--- WORK TASK ---
In the entries below, every line that contains "async" must be located and copied.

(WORKING DATA Opens)

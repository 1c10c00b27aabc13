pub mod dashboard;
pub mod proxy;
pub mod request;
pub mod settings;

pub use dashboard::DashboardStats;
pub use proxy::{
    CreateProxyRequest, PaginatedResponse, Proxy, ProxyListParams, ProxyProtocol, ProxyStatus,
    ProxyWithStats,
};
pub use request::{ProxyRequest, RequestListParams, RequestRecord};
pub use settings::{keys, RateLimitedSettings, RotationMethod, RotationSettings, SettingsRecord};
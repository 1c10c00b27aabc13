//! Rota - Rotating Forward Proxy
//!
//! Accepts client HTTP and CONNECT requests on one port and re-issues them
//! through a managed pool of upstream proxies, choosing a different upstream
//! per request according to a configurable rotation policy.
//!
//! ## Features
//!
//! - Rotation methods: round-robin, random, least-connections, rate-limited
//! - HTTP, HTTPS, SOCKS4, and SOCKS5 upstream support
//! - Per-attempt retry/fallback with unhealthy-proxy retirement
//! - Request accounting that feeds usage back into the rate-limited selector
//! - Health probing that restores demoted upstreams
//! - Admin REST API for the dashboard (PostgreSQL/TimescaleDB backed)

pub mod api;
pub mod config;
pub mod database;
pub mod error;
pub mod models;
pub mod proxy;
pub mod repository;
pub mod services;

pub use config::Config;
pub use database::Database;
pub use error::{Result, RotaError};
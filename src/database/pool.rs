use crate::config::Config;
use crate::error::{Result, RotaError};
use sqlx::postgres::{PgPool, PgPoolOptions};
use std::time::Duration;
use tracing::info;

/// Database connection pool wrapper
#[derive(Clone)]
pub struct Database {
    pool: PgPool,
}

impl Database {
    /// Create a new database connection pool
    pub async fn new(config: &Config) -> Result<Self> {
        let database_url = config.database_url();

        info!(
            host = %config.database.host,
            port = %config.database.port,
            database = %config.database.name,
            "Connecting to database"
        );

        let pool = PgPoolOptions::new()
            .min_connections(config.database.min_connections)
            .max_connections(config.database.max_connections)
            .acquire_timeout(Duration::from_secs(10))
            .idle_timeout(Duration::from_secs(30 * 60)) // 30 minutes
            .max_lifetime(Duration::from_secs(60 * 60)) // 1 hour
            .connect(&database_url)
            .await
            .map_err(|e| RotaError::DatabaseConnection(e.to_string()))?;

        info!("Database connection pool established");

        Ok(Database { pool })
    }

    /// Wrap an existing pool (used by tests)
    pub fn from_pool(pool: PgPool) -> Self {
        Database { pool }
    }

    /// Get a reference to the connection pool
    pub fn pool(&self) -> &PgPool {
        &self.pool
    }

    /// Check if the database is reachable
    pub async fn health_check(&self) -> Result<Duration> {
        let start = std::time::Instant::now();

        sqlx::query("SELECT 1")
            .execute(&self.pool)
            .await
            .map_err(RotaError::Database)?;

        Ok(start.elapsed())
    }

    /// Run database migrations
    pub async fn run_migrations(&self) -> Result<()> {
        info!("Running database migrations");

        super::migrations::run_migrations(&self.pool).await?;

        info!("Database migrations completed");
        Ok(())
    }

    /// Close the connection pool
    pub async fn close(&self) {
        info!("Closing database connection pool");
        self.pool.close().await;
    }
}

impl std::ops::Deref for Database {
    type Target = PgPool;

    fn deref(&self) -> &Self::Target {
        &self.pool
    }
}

(WORKING DATA Closes)

--- ANSWER TO THE PROBLEM ---
    pub async fn new(config: &Config) -> Result<Self> {
    pub async fn health_check(&self) -> Result<Duration> {
    pub async fn run_migrations(&self) -> Result<()> {
    pub async fn close(&self) {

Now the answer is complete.